Online Services and the Lord’s Supper
The pastors and elders share their deliberation and thoughts on the decision to defer observing the Lord's Supper until we can physically gather as a church.
To comply with the precautionary measures instituted by the Government, we have suspended the physical gatherings of our worship services and ministries. We have also requested that our care groups and small group Bible studies be conducted online only, regardless of group size. In addition, we have encouraged members to participate in our worship services at home with their families only, and not in groups.
The pastors-elders have discussed at length the impact of these measures on our practice of the Lord’s Supper. This article summarises our views on this matter.
Will we livestream the Lord’s Supper?
No. The English Congregation Leadership’s decision is that we defer practising the Lord’s Supper until we are able to physically gather again as a church.
The pastors-elders arrived at this decision based on an understanding of what Scripture says concerning the Lord’s Supper.
In Luke 22:14-20, Jesus institutes the practice of the Lord’s Supper, transforming the Jewish Passover meal into a new-covenant meal that remembers His sacrificial death. The bread symbolises Jesus’ body broken for His people; the cup symbolises Jesus’ blood poured out to establish a covenantal relationship with His people.
By partaking in the Lord’s Supper, we are proclaiming the Lord’s death. We also show that we have entered into and are continuing in a covenantal relationship with God and His people, by virtue of sharing in Christ’s sacrificial death for us. And not only do we look back on Jesus’ finished work on the cross, we also look forward to His return.
The Lord’s Supper is a sign of the unity that we share as God’s covenant people in Christ. 1 Corinthians 10:16-17 says, “The cup of blessing that we bless, is it not a participation in the blood of Christ? The bread that we break, is it not a participation in the body of Christ? Because there is one bread, we who are many are one body, for we all partake of the one bread.”
In 1 Corinthians 11, therefore, Paul urges the church to conduct the Lord’s Supper in holiness, love and unity. Paul refers five times to the fact that they celebrate the Lord’s Supper when they come together as a church (vv17, 18, 20, 33, 34). The Christians at Corinth are to “discern the body” (v29) (i.e. the church and their relationships with one another) in order to eat and drink in a way that honours Christ. Paul also calls them to “wait for (or share with) one another” (v33) when they come together for the Lord’s Supper.
The Lord’s Supper is a shared meal signifying that many have joined as one, because we share in Christ together. Therefore, because we are unable to physically come together and share in the meal, the pastors-elders have decided to defer our practice of this ordinance until we are able to resume our physical gatherings. While we are grateful for how technology has enabled us to live-stream our services, we hesitate to equate a virtual gathering with an actual one simply because we are not physically present with one another.

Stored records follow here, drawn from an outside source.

//! Snapshot Persistence
//!
//! Two fixed-name JSON documents under a data directory: the named project
//! list and the standalone working set. Every save is a whole-snapshot
//! overwrite; there is exactly one writer and no transaction log, so a
//! plain write is the whole story.

use std::fs;
use std::path::{Path, PathBuf};

use serde::de::DeserializeOwned;
use serde::Serialize;
use thiserror::Error;

use crate::licensing::ActivationState;
use crate::project::model::{Project, WorkingSet};

const PROJECTS_FILE: &str = "projects.json";
const STANDALONE_FILE: &str = "standalone.json";
const ACTIVATION_FILE: &str = "activation.json";

#[derive(Debug, Error)]
pub enum StoreError {
    #[error("IO error: {0}")]
    Io(#[from] std::io::Error),
    #[error("Serialization error: {0}")]
    Serialization(#[from] serde_json::Error),
}

/// File-backed store rooted at a data directory.
#[derive(Debug, Clone)]
pub struct ProjectStore {
    root: PathBuf,
}

impl ProjectStore {
    /// Open a store, creating the directory if needed.
    pub fn open(root: impl Into<PathBuf>) -> Result<Self, StoreError> {
        let root = root.into();
        fs::create_dir_all(&root)?;
        Ok(ProjectStore { root })
    }

    pub fn root(&self) -> &Path {
        &self.root
    }

    /// Named project list; an absent file is an empty list.
    pub fn load_projects(&self) -> Result<Vec<Project>, StoreError> {
        self.read_or(PROJECTS_FILE, Vec::new)
    }

    pub fn save_projects(&self, projects: &[Project]) -> Result<(), StoreError> {
        self.write(PROJECTS_FILE, &projects)
    }

    /// Standalone working set; an absent file is the seeded default.
    pub fn load_standalone(&self) -> Result<WorkingSet, StoreError> {
        self.read_or(STANDALONE_FILE, WorkingSet::default)
    }

    pub fn save_standalone(&self, data: &WorkingSet) -> Result<(), StoreError> {
        self.write(STANDALONE_FILE, data)
    }

    /// Licensing state; absent until the install is activated.
    pub fn load_activation(&self) -> Result<Option<ActivationState>, StoreError> {
        let path = self.root.join(ACTIVATION_FILE);
        if !path.exists() {
            return Ok(None);
        }
        let raw = fs::read_to_string(path)?;
        Ok(Some(serde_json::from_str(&raw)?))
    }

    pub fn save_activation(&self, state: &ActivationState) -> Result<(), StoreError> {
        self.write(ACTIVATION_FILE, state)
    }

    fn read_or<T, F>(&self, file: &str, default: F) -> Result<T, StoreError>
    where
        T: DeserializeOwned,
        F: FnOnce() -> T,
    {
        let path = self.root.join(file);
        if !path.exists() {
            return Ok(default());
        }
        let raw = fs::read_to_string(&path)?;
        let value = serde_json::from_str(&raw)?;
        Ok(value)
    }

    fn write<T: Serialize>(&self, file: &str, value: &T) -> Result<(), StoreError> {
        let path = self.root.join(file);
        let json = serde_json::to_string_pretty(value)?;
        fs::write(&path, json)?;
        tracing::debug!(file, "snapshot written");
        Ok(())
    }
}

The pastors-elders wrestled with this decision, which was not an easy one to make. We understand that when Jesus says, “Do this in remembrance of me”, He speaks with the weight of a command. The imperative to continue to remember our Saviour’s sacrifice helps to focus our hearts on Christ, and to strengthen our faith and hope.
Yet we are also aware that Scripture does not explicitly specify how frequently we are to conduct the Lord’s Supper. Jesus simply said: “Do this, as often as you drink it, in remembrance of me.” Therefore, on balance, we think it best to defer practising the Lord’s Supper for now, until we can do so in a manner that best abides by biblical norms and principles.
How, then, shall we remember the death of Jesus Christ in the meantime?
Life amid a pandemic involves suffering and loss. One such loss is our inability to physically gather as a church. In these extraordinary times, we yearn for the “ordinary” means of grace—such as the regular gathering of God’s people and the sharing of our communion meal. So we learn to lament and to seek mercy from our compassionate Father, who “knows our frame and remembers that we are dust.” (Ps 103:14)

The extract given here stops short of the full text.